SNSを通して、LGBTの当事者とつながり、当事者と会う機会が増えていった。
「当事者と会うことで、めっちゃ楽になりました」
「同じようなことに悩んでいる人がいると知って共感したし、初めて『同性感』を持てたんです」
「それまでは、男友だち、女友だち、どちらにもついていけない、わからない部分があるような感じでした」
「男性についていけないって思ったのは、特に性の話題で、やっぱり身体が違うからわからないことがあるな、って」
「FTMの友だちと一緒にいるときにだけ、『ああ、同性だ』と思えました」
「予感はしていたけど」と母親
大学1年の9月、親にカミングアウトすることにした。
母親の誕生日の夜、便せん4枚分の手紙を書いた。
前半の2枚は母親への感謝のおもいを。
後半2枚で自分がトランスジェンダーであること、治療したいことなど、あふれる言葉を振り絞った。
翌日、鏡台に手紙を置いて、授業へ出かけた。
「母は手紙を読んだら、きっとメールしてくるだろうなとわかっていたので、授業中、何度も携帯を手にとってチラチラ見てました」
「2限目が終わってやっと携帯を見たら、案の定、母からメールが入ってました」
携帯を開くと「見たよ。何となく予感はしていたけど、まだ心の準備ができていないので最後まで読めません」と続いていた。
ひとまずは安心した。
しかし、母親が勤め先から帰って来て「治療すれば治るんじゃない?」と、話しかけてきた。

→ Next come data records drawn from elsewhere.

//! Resilience execution layer (`SPEC_FULL.md` §4.3): composable
//! wrappers — timeout, retry, circuit breaker, bulkhead, graceful
//! degradation — plus a [`ResilientExecutor`] that composes the first
//! four in the spec's fixed nesting order for a named operation:
//! **retry → bulkhead → circuit breaker → timeout → op.** Timeouts
//! bound each individual attempt; the circuit breaker judges health
//! per attempt (not per retry-wrapped call); the bulkhead caps total
//! in-flight work including queued retries; retry is outermost so it
//! can re-enter the whole stack.
//!
//! Circuit breakers and bulkheads are keyed by operation name and
//! memoised in `DashMap`s owned by the executor, mirroring the
//! per-name breaker registries in `marlonsc-mcp-context-browser`'s
//! resilience module.

pub mod bulkhead;
pub mod circuit_breaker;
pub mod fallback;
pub mod retry;
pub mod timeout;

pub use bulkhead::{Bulkhead, BulkheadConfig};
pub use circuit_breaker::{CircuitBreaker, CircuitBreakerConfig, CircuitState};
pub use fallback::{with_fallback, DegradationStats};
pub use retry::{with_retry, RetryConfig};
pub use timeout::with_timeout;

use std::future::Future;
use std::sync::Arc;
use std::time::Duration;

use dashmap::DashMap;

use crate::config::ResilienceOverrides;
use crate::error::CoreError;

/// One of the four predefined profiles (`SPEC_FULL.md` §4.3).
#[derive(Debug, Clone, Copy, PartialEq, Eq, Hash)]
pub enum Profile {
    LlmApi,
    Embedding,
    Database,
    Search,
}

struct ProfileSpec {
    timeout: Duration,
    retry: RetryConfig,
    circuit_breaker: Option<CircuitBreakerConfig>,
    bulkhead: BulkheadConfig,
}

impl Profile {
    fn spec(self, overrides: &ResilienceOverrides) -> ProfileSpec {
        match self {
            Profile::LlmApi => ProfileSpec {
                timeout: Duration::from_secs(overrides.llm_api_timeout_secs.unwrap_or(30)),
                retry: RetryConfig {
                    max_attempts: 3,
                    ..RetryConfig::default()
                },
                circuit_breaker: Some(CircuitBreakerConfig {
                    failure_threshold: 5,
                    success_threshold: 2,
                    open_duration: Duration::from_secs(60),
                }),
                bulkhead: BulkheadConfig {
                    max_concurrent: 5,
                    max_queue: 10,
                },
            },
            Profile::Embedding => ProfileSpec {
                timeout: Duration::from_secs(overrides.embedding_timeout_secs.unwrap_or(10)),
                retry: RetryConfig {
                    max_attempts: 3,
                    ..RetryConfig::default()
                },
                circuit_breaker: Some(CircuitBreakerConfig {
                    failure_threshold: 5,
                    success_threshold: 2,
                    open_duration: Duration::from_secs(30),
                }),
                bulkhead: BulkheadConfig {
                    max_concurrent: 10,
                    max_queue: 20,
                },
            },
            Profile::Database => ProfileSpec {
                timeout: Duration::from_secs(overrides.database_timeout_secs.unwrap_or(3)),
                retry: RetryConfig {
                    max_attempts: 2,
                    ..RetryConfig::default()
                },
                circuit_breaker: None,
                bulkhead: BulkheadConfig {
                    max_concurrent: 20,
                    max_queue: 50,
                },
            },
            Profile::Search => ProfileSpec {
                timeout: Duration::from_secs(overrides.search_timeout_secs.unwrap_or(5)),
                retry: RetryConfig {
                    max_attempts: 2,
                    ..RetryConfig::default()
                },
                circuit_breaker: None,
                bulkhead: BulkheadConfig {
                    max_concurrent: 15,
                    max_queue: 30,
                },
            },
        }
    }
}

#[derive(Debug, Clone)]
pub struct HealthSummary {
    pub healthy: bool,
    pub open_circuits: Vec<String>,
    pub full_bulkheads: Vec<String>,
}

/// Owns the per-name circuit breaker and bulkhead registries and runs
/// operations through the fixed composition order for a given
/// [`Profile`].
pub struct ResilientExecutor {
    overrides: ResilienceOverrides,
    breakers: DashMap<String, Arc<CircuitBreaker>>,
    bulkheads: DashMap<String, Arc<Bulkhead>>,
}

impl ResilientExecutor {
    pub fn new(overrides: ResilienceOverrides) -> Self {
        Self {
            overrides,
            breakers: DashMap::new(),
            bulkheads: DashMap::new(),
        }
    }

    fn breaker_for(&self, name: &str, config: CircuitBreakerConfig) -> Arc<CircuitBreaker> {
        self.breakers
            .entry(name.to_string())
            .or_insert_with(|| Arc::new(CircuitBreaker::new(name, config)))
            .clone()
    }

    fn bulkhead_for(&self, name: &str, config: BulkheadConfig) -> Arc<Bulkhead> {
        self.bulkheads
            .entry(name.to_string())
            .or_insert_with(|| Arc::new(Bulkhead::new(name, config)))
            .clone()
    }

    /// Run `make_op` under `profile`, named `name` for breaker/bulkhead
    /// keying. `make_op` is called once per retry attempt.
    pub async fn execute<F, Fut, T>(
        &self,
        profile: Profile,
        name: &str,
        make_op: F,
    ) -> Result<T, CoreError>
    where
        F: Fn() -> Fut,
        Fut: Future<Output = Result<T, CoreError>>,
    {
        let spec = profile.spec(&self.overrides);
        let bulkhead = self.bulkhead_for(name, spec.bulkhead);
        let breaker = spec
            .circuit_breaker
            .map(|cfg| self.breaker_for(name, cfg));

        with_retry(&spec.retry, || {
            let bulkhead = bulkhead.clone();
            let breaker = breaker.clone();
            let timeout_dur = spec.timeout;
            let attempt = make_op();
            async move {
                bulkhead
                    .call(|| async move {
                        let timed = with_timeout(attempt, timeout_dur, name);
                        match &breaker {
                            Some(cb) => cb.call(|| timed).await,
                            None => timed.await,
                        }
                    })
                    .await
            }
        })
        .await
    }

    pub fn health_summary(&self) -> HealthSummary {
        let open_circuits: Vec<String> = self
            .breakers
            .iter()
            .filter(|entry| entry.value().state() == CircuitState::Open)
            .map(|entry| entry.key().clone())
            .collect();

        let full_bulkheads: Vec<String> = self
            .bulkheads
            .iter()
            .filter(|entry| {
                let metrics = entry.value().metrics();
                metrics.queued > 0 && entry.value().utilization() >= 1.0
            })
            .map(|entry| entry.key().clone())
            .collect();

        HealthSummary {
            healthy: open_circuits.is_empty() && full_bulkheads.is_empty(),
            open_circuits,
            full_bulkheads,
        }
    }
}

#[cfg(test)]
mod tests {
    use super::*;
    use std::sync::atomic::{AtomicU32, Ordering};

    #[tokio::test]
    async fn database_profile_has_no_circuit_breaker() {
        let executor = ResilientExecutor::new(ResilienceOverrides::default());
        let attempts = AtomicU32::new(0);
        let result = executor
            .execute(Profile::Database, "db_query", || {
                attempts.fetch_add(1, Ordering::SeqCst);
                async { Ok::<_, CoreError>(7) }
            })
            .await;
        assert_eq!(result.unwrap(), 7);
    }

    #[tokio::test]
    async fn healthy_with_no_activity() {
        let executor = ResilientExecutor::new(ResilienceOverrides::default());
        assert!(executor.health_summary().healthy);
    }

    #[tokio::test]
    async fn llm_profile_opens_circuit_after_repeated_failure() {
        let executor = ResilientExecutor::new(ResilienceOverrides::default());
        for _ in 0..2 {
            let _ = executor
                .execute(Profile::LlmApi, "llm_extract", || async {
                    Err::<(), _>(CoreError::transient("llm", "down"))
                })
                .await;
        }
        // 2 calls * 3 retry attempts each = 6 failures >= threshold 5.
        let summary = executor.health_summary();
        assert!(summary.open_circuits.contains(&"llm_extract".to_string()));
        assert!(!summary.healthy);
    }
}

「手紙を書くときは、母親だからわかってくれるだろう、という期待がちょっとあったんですけど、でも、いや、そんなもんじゃない、って思いました」
ただ、強く否定されることはなかったので良かったと思う。
「お父さんにはまだ、話さないでおこう」と約束した。
父親にカミングアウトしたのは、アメリカ留学が終わって1年後のことだった。
「誕生日に父から『おめでとう』のメッセージが来たので、その返信でカミングアウトしました」
返事を書くのにはいろいろと迷った。
2日後、ようやく返信して自分がトランスジェンダーであることを伝えた。
「父は『お前が治療したいなら、やっていこう』と、返事してくれました」
その後、父とセクシュアリティについて会話をしたことはほとんどないが、現在は両親とも治療や今後の生き方について、理解を示している。
「『好きにしなさい』って、背中を押してくれます」
09米国で見たプライドパレードに大感激!
LGBTの祭典に驚き
大学1年の2月から、アメリカに語学留学した。
オレゴン州にある大学で10カ月間、寮生活を過ごす間、衝撃的なイベントに立ち会った。
サンフランシスコで行われたプライドパレードだ。
LGBT当事者を中心に、支援者たちが道にあふれて行進する。
「めっちゃ大規模な集まりで、有名な大企業が賛同していたのにも驚きました」
「同性同士で結婚したことをアピールする人がいたり、それを祝福する雄叫びが沿道から湧き上がったりで、最高に盛り上がって」
「日本もこうあるべきだ、と思いました」
当時は、日本でも同じようなパレードがあるとは知らなかった。
「こういう空間があるんだって新鮮だったし、日本でもやりたいという思いが、じわじわこみ上げてきました」
帰国後、支援団体に参加
日本に戻ってきて、LGBTを支援する団体があることを知った。
ゴールデンウィークに開催していたイベントに行き、代表者に直接「自分も参加したい」と告げる。
「今では学校や企業、役所とかに行って、出張授業をやったりしています」
「代表がLGBTの基礎知識を話した後に、自分たちがLGBTの当事者としてどう思って生きてきたか、っていう話をするんです」
どこかで生きている、LGBT当事者の希望になりたいと思った。
「当事者同士で行動するときは “本当の自分” を隠す必要がないから」
「それまでは、新しい学校に入るときや新しいバイトを始めるときに、自分が女子と見られても、男子と見られても、自分が何かを隠しているようで、不安を感じていました」
「どっちにしろ、辻褄が合わないと隠し事をしている感覚になっているわけだから・・・・・・」
活動している間は、そういう後ろめたい気持ちがまったくない。
安心していられた。
10誰かのロールモデルになれれば
就活を控え治療をスタート
性同一性障害と診断されたのは、高校在学中。
ジェンダークリニックに行ったが、その時点では診断書はもらわなかった。
「治療するときは来てね」と言われていたから。
就活までにはなんとか整えておこうと思ったので、大学3年の終わりごろからホルモン治療を始めた。
20日ごとにホルモン注射を1本打つ。
「母親には、そろそろ治療を始めるかも、とだけ言っておきました」
「少し時間がたって声が低くなって来たら『あんた薬飲んでるの?』って聞くから、『薬は飲んでないけど注射をしてるよ』って答えたんです」
少しずつステップをふんで
友だちとタイへ渡航し、乳腺摘出手術を行った。
次は名前を変更したい。
将来好きな人ができて結婚することになったら、他の手術や戸籍変更についても考えようと思っている。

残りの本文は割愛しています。